Home » Contractors streamline Greater Dandenong immunisation process

Contractors streamline Greater Dandenong immunisation process

With an extensive community immunisation program in place, the City of Greater Dandenong has called on an external organisation to support its Environmental Health team of eight nurses.

Located on Melbourne’s southeastern urban rural fringe, the City of Greater Dandenong covers some 130 square kilometres and has a population of around 145,000 people.

Council primarily runs its immunisation sessions during the day, with approximately 60 one hour per day sessions each year.

But more than 20 evening sessions of two hours each can also be offered during the year.

For this reason, Council required a medical officer service to assist with the administering of vaccines and to provide advice.

Greater Dandenong’s Environmental Health Officer and Team Leader Geoff Fraser said Council contracted Medic Oncall for three years to fulfil this role by overseeing the placement of suitable doctors.

Established in 2001, Medic Oncall is the largest Australasian medical recruitment company, specialising in supplying essential medical staff to ensure hospitals, general practices and private institutions can meet their health service obligations.

Through its customised database of more than 4,000 doctors, it is able to identify the most appropriate medical practitioners to provide advice in the areas of public and environmental health, pandemics and immunisation, as well as most other specialties and areas of expertise.

It then manages the contract payment made by the organisation, in this case Council, and distributes fees to the doctors.

Geoff Fraser said Council’s key drivers for this service are to provide a high level of comfort and assurance for residents, and also to ensure risk minimisation and efficient management of a roster.

“We are committed to going above and beyond the minimum requirements for our immunisation service to provide that extra degree of comfort for the community,” Geoff Fraser said.

He said that while delivering this service appears to be a relatively easy task, skill was required in finding a small, qualified pool of doctors who are reliable and flexible in the number of hours per week they are assigned.

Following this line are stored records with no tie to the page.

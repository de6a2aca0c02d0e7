//! Protocol version negotiation.
//!
//! The interpreter speaks first:
//!
//! ```text
//! interpreter -> SupportedProtocols=2
//! adapter     -> SupportedProtocols=2
//! adapter     -> UsingProtocol=2
//! interpreter -> UsingProtocol=2
//! ```
//!
//! Any other text or ordering aborts session start. Nothing here is retried.

use std::io::Read;
use std::time::Duration;

use crate::error::TransportError;
use crate::reader::FrameReader;
use crate::writer::FrameWriter;

/// Protocol version spoken by current interpreters.
pub const DEFAULT_PROTOCOL_VERSION: u32 = 2;

/// How long to wait for each handshake frame from the interpreter.
pub const HANDSHAKE_TIMEOUT: Duration = Duration::from_secs(10);

pub fn supported_protocols(version: u32) -> String {
    format!("SupportedProtocols={version}")
}

pub fn using_protocol(version: u32) -> String {
    format!("UsingProtocol={version}")
}

/// Run the adapter side of the version negotiation.
#[tracing::instrument(skip(reader, writer))]
pub fn negotiate<R>(
    reader: &mut FrameReader<R>,
    writer: &FrameWriter,
    version: u32,
    timeout: Duration,
) -> Result<(), TransportError>
where
    R: Read,
{
    let greeting = reader.expect_frame(timeout)?;
    let expected = supported_protocols(version);
    if greeting != expected {
        return Err(TransportError::Handshake {
            expected,
            received: greeting,
        });
    }
    tracing::debug!(%greeting, "received protocol greeting");

    writer.write_frame(&greeting)?;
    let using = using_protocol(version);
    writer.write_frame(&using)?;

    let echo = reader.expect_frame(timeout)?;
    if echo != using {
        return Err(TransportError::Handshake {
            expected: using,
            received: echo,
        });
    }

    tracing::debug!(version, "protocol negotiated");
    Ok(())
}
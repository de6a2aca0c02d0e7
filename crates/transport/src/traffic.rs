//! Passive observation of every frame crossing the link.
//!
//! A [`Tap`] is attached to both halves of a framed connection. Observers see
//! the raw payload after a frame has been fully read, or before it is written,
//! and cannot influence control flow.

use std::sync::Arc;
use std::time::SystemTime;

/// Which way a frame travelled.
#[derive(Debug, Clone, Copy, PartialEq, Eq, Hash)]
pub enum Direction {
    /// Interpreter to adapter.
    Inbound,
    /// Adapter to interpreter.
    Outbound,
}

impl Direction {
    pub fn as_str(&self) -> &'static str {
        match self {
            Direction::Inbound => "inbound",
            Direction::Outbound => "outbound",
        }
    }
}

/// A single observed frame.
#[derive(Debug, Clone, Copy)]
pub struct TrafficRecord<'a> {
    pub direction: Direction,
    pub timestamp: SystemTime,
    pub payload: &'a str,
}

/// Receives a copy of every frame. Implementations must not block for long:
/// they run on the reader thread and on every writer.
pub trait TrafficObserver: Send + Sync {
    fn observe(&self, record: &TrafficRecord<'_>);
}

/// Source of timestamps for traffic records.
pub trait Clock: Send + Sync {
    fn now(&self) -> SystemTime;
}

/// Wall clock.
#[derive(Debug, Default, Clone, Copy)]
pub struct SystemClock;

impl Clock for SystemClock {
    fn now(&self) -> SystemTime {
        SystemTime::now()
    }
}

/// An observer together with the clock used to stamp its records.
#[derive(Clone)]
pub struct Tap {
    observer: Arc<dyn TrafficObserver>,
    clock: Arc<dyn Clock>,
}

impl Tap {
    pub fn new(observer: Arc<dyn TrafficObserver>) -> Self {
        Self::with_clock(observer, Arc::new(SystemClock))
    }

    pub fn with_clock(observer: Arc<dyn TrafficObserver>, clock: Arc<dyn Clock>) -> Self {
        Self { observer, clock }
    }

    pub(crate) fn record(&self, direction: Direction, payload: &str) {
        let record = TrafficRecord {
            direction,
            timestamp: self.clock.now(),
            payload,
        };
        self.observer.observe(&record);
    }
}

impl std::fmt::Debug for Tap {
    fn fmt(&self, f: &mut std::fmt::Formatter<'_>) -> std::fmt::Result {
        f.debug_struct("Tap").finish_non_exhaustive()
    }
}
//! RIDE transport
//!
//! This crate moves whole messages between the adapter and an interpreter's
//! remote-debugging port: binary framing, version negotiation, duplex IO
//! backends and optional traffic observation. It knows nothing about the
//! meaning of payloads.
mod codec;
mod error;
pub mod handshake;
pub mod io;
mod reader;
pub mod traffic;
mod writer;

pub use codec::{FrameCodec, HEADER_LEN, RIDE_MAGIC};
pub use error::TransportError;
pub use io::{InMemoryTransport, RideTransport, TcpTransport};
pub use reader::{FrameReader, PollResult};
pub use traffic::{Clock, Direction, SystemClock, Tap, TrafficObserver, TrafficRecord};
pub use writer::FrameWriter;

/// The default port an interpreter serves RIDE on
pub const DEFAULT_RIDE_PORT: u16 = 4502;

/// Reader half produced by [`framed`].
pub type BoxedFrameReader = FrameReader<Box<dyn std::io::Read + Send>>;

/// Split a transport into framed halves, attaching `tap` to both.
pub fn framed<T>(
    transport: T,
    tap: Option<Tap>,
) -> Result<(BoxedFrameReader, FrameWriter), TransportError>
where
    T: RideTransport,
{
    let (input, output) = transport.split()?;
    let mut reader = FrameReader::new(Box::new(input) as Box<dyn std::io::Read + Send>);
    let mut writer = FrameWriter::new(output);
    reader.set_tap(tap.clone());
    writer.set_tap(tap);
    Ok((reader, writer))
}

“There is a good synergy between Medic Oncall’s small team of doctors and our team of immunisation nurses,” Geoff Fraser said.

“Because we run eight or nine sessions each month, we don’t want a different face each time.

“Medic Oncall has kept the medical team to three or four doctors who are sympathetic and reliable and whom we are very happy with.”

Today, the standard primary course of immunisation has become rather complex, and there is a wide array of vaccines that can be received at public sessions.

In addition to this, Council needs to assess migrants who present with an obscure, complex, or partly completed schedule from another country and who need to be brought up to Australian standards.

“The doctors are particularly useful for these complex situations and may decide to change the order of vaccine administration, deciding for example that it is more prudent for a patient to receive their measles immunisation first,” Geoff Fraser said. “Flexibility in the delivery of service is of particular benefit to Council, as doctors can be cancelled for sessions at short notice when it is obvious they won’t be required, such as on a cold, wet and windy night.”

Geoff Fraser said answering questions in relation to public health issues is another part of Medic Oncall’s service.

“If Council needs to answer media questions that require professional up to date advice, I can get some dot points from the doctor that I can then quote back to the media,” he said.